─── RAW DATA

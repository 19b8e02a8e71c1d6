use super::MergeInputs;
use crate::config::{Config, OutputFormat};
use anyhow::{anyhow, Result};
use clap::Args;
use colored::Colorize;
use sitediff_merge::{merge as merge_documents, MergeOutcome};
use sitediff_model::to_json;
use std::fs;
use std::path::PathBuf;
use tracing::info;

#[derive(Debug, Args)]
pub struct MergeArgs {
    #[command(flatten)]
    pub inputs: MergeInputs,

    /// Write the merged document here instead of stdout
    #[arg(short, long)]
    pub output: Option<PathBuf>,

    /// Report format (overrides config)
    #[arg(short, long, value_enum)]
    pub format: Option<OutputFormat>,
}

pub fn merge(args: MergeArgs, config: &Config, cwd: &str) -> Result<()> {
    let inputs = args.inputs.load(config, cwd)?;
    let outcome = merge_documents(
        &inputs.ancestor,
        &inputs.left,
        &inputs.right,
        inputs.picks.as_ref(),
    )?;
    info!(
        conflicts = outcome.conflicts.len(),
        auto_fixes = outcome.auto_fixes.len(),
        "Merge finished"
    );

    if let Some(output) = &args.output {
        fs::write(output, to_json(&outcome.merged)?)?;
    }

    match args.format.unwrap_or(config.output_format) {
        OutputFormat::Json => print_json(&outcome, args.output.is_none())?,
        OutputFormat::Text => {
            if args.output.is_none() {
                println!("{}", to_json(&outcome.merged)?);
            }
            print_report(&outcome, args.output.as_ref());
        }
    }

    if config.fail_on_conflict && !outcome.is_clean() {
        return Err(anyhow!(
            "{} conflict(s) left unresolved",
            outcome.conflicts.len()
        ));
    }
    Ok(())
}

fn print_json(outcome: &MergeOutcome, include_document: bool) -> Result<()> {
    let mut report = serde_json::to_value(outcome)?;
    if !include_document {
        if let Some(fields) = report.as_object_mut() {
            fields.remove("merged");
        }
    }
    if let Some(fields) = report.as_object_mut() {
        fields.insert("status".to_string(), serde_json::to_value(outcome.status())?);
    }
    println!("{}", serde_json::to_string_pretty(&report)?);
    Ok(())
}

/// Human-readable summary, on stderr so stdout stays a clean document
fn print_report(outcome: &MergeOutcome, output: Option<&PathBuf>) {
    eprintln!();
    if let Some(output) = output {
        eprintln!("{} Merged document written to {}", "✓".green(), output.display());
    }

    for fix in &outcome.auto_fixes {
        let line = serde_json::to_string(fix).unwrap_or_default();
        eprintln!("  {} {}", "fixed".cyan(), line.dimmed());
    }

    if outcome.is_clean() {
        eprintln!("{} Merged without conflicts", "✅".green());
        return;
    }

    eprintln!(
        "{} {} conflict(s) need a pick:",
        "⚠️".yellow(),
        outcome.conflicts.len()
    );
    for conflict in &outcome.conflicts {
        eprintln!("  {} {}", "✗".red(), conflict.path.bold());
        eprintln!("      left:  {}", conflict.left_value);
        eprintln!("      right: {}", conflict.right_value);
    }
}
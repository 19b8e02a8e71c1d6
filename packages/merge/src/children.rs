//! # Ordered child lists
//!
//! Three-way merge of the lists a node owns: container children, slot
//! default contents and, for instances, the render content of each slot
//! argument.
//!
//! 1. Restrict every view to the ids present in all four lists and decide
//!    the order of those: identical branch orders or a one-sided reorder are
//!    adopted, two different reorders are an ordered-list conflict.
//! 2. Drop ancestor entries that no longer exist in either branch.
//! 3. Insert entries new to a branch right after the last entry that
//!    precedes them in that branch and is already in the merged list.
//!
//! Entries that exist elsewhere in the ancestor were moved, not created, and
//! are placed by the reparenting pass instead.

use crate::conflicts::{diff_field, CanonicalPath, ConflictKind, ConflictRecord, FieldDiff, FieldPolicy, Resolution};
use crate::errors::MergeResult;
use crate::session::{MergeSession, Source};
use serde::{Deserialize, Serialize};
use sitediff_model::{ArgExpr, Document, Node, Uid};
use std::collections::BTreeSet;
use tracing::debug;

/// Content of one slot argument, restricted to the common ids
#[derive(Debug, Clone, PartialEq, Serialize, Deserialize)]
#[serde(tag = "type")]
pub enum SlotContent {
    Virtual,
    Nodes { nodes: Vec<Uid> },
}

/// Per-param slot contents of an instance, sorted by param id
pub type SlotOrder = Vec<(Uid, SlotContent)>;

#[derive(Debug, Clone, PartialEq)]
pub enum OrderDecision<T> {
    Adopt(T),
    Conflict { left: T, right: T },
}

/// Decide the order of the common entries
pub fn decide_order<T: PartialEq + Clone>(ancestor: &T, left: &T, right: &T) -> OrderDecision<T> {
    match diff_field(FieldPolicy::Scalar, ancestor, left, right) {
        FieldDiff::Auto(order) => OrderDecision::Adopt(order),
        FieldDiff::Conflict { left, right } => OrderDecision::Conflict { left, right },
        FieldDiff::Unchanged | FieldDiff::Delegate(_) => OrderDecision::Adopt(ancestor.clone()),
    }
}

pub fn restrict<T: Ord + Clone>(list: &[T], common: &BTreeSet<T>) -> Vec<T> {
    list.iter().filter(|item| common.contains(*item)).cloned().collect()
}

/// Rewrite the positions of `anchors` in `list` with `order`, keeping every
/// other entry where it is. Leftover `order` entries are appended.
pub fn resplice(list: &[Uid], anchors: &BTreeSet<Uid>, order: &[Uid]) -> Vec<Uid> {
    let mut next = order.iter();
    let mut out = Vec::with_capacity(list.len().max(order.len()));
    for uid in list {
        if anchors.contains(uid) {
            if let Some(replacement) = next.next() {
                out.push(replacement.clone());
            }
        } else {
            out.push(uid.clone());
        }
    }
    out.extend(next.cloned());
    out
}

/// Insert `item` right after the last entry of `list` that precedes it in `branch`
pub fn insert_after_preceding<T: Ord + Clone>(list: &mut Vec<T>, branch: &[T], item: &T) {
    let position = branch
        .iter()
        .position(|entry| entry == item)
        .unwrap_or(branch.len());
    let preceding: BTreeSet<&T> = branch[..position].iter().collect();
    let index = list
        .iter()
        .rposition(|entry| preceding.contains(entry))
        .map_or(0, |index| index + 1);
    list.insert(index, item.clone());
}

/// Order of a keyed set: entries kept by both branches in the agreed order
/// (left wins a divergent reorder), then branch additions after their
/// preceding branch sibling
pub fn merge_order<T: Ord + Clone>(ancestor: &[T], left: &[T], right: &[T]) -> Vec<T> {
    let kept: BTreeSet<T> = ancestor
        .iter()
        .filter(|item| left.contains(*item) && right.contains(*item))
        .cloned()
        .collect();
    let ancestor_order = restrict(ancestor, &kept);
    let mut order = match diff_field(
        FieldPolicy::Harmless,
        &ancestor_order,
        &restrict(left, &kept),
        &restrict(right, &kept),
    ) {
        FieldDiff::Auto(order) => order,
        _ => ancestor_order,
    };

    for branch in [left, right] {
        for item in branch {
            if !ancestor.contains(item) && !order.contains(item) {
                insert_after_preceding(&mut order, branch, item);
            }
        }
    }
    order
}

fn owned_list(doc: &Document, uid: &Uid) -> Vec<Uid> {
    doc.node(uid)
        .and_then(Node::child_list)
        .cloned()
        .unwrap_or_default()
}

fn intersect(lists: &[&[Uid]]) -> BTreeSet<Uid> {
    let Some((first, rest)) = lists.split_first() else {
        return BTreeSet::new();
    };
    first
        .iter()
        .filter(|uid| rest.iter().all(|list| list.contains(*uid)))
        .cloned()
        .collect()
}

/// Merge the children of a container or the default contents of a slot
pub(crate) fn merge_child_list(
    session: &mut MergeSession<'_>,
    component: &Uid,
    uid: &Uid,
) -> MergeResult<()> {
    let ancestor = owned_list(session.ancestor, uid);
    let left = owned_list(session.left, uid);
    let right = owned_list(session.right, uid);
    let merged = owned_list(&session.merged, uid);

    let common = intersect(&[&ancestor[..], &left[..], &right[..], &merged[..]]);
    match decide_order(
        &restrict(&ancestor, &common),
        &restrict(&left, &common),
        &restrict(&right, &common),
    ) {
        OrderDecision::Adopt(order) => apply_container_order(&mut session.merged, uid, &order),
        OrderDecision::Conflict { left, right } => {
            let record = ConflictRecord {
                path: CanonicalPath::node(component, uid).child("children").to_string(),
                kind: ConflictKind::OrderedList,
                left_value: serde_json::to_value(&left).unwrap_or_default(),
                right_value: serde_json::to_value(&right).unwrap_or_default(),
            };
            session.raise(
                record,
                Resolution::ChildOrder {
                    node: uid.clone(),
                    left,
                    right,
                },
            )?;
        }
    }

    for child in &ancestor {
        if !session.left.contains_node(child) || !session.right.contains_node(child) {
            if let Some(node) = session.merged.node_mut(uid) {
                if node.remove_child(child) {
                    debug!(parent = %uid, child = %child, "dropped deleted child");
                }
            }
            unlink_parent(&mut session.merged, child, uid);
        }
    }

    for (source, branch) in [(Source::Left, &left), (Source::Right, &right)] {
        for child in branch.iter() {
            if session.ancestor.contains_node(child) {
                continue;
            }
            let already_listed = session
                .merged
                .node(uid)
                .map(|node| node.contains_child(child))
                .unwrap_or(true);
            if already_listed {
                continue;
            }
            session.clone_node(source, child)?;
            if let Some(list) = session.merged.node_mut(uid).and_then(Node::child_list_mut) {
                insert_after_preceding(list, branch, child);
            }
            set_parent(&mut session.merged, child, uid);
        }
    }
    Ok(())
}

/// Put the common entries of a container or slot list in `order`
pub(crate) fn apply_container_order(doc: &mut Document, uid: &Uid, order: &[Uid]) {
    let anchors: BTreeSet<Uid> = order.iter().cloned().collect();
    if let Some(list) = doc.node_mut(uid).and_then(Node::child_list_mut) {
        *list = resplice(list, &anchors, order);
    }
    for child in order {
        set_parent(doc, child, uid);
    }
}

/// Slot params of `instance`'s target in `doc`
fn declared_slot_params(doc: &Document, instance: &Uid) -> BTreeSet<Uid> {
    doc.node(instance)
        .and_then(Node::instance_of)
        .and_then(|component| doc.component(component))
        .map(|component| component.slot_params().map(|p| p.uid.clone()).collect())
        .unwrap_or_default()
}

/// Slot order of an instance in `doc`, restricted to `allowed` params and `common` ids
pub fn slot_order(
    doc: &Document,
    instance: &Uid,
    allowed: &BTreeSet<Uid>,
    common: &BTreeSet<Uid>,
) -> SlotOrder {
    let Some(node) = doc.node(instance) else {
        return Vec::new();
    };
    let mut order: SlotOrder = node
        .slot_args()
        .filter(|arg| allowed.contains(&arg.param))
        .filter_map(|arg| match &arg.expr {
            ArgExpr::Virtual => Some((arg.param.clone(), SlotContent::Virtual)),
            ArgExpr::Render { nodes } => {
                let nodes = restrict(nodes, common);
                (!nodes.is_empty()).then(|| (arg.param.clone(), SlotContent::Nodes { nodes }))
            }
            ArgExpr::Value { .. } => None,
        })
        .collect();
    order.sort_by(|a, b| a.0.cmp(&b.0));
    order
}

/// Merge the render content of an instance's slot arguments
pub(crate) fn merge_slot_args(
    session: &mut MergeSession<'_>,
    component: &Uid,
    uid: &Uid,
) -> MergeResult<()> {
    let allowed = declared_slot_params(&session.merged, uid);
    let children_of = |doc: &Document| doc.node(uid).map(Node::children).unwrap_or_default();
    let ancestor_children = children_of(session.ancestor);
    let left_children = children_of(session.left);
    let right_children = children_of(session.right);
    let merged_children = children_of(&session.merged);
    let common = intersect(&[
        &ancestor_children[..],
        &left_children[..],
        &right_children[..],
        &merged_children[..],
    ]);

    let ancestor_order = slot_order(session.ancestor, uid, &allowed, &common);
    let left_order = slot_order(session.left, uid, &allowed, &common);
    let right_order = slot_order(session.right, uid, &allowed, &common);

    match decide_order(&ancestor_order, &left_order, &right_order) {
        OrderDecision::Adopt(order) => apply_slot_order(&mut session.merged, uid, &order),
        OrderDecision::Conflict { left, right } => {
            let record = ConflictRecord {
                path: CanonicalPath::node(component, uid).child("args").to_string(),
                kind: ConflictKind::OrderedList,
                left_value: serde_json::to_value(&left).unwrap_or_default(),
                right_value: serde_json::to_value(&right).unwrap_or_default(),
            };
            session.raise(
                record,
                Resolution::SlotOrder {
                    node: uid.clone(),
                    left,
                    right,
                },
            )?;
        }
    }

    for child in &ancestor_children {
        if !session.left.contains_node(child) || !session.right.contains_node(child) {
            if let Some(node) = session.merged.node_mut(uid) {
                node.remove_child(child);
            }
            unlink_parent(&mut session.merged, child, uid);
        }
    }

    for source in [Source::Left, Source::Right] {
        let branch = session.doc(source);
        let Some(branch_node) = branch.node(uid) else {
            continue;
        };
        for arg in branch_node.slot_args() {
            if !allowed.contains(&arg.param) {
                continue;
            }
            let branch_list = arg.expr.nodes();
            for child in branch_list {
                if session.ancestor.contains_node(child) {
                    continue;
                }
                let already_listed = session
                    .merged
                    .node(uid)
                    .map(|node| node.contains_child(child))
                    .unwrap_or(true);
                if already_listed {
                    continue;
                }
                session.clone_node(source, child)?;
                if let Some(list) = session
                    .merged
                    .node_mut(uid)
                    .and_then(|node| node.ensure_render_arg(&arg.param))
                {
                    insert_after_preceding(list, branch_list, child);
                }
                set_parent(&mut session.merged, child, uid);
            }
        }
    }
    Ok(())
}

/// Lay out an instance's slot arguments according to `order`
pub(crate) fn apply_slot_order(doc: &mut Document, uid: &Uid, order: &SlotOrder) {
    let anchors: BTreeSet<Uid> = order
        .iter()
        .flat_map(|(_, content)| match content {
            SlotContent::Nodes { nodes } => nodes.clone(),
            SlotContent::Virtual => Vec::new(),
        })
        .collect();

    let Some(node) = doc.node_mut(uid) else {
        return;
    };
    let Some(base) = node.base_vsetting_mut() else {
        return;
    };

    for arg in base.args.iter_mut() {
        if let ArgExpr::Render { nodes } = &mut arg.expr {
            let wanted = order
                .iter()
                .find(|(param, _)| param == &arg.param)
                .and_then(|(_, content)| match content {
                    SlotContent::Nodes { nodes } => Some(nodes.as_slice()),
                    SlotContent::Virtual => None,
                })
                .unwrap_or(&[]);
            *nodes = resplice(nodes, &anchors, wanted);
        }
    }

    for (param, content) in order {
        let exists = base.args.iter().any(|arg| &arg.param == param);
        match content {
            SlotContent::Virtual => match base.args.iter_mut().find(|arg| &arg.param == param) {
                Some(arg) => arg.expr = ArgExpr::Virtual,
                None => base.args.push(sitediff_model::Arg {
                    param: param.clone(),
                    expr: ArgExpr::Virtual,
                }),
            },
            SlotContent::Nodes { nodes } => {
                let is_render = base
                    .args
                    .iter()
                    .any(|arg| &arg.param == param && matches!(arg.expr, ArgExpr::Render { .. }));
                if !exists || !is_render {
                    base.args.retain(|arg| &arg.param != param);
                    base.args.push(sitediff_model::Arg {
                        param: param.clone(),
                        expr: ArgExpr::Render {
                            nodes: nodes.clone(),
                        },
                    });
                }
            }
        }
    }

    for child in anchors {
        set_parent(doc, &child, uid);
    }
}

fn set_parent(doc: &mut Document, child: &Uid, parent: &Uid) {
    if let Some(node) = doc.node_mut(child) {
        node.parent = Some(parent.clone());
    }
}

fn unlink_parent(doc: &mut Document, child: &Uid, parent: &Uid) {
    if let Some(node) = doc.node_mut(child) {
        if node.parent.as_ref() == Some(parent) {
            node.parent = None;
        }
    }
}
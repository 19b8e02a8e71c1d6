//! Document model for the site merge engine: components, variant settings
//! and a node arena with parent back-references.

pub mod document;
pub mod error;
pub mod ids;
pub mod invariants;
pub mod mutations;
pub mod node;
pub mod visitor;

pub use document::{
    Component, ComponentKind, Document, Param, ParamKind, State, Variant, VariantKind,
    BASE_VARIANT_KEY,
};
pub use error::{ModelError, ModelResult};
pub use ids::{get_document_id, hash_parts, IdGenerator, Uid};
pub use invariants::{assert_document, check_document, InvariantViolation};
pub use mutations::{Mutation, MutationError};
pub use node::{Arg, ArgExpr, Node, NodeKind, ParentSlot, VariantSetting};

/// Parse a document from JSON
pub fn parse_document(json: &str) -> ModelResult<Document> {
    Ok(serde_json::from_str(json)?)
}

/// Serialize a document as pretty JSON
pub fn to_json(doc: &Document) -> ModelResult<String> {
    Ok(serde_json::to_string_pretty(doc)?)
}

──────

When the word "OutputFormat" shows up in a line of the entries, pull that line out.

[EXERCISE RESULT]:
use crate::config::{Config, OutputFormat};
    pub format: Option<OutputFormat>,
        OutputFormat::Json => print_json(&outcome, args.output.is_none())?,
        OutputFormat::Text => {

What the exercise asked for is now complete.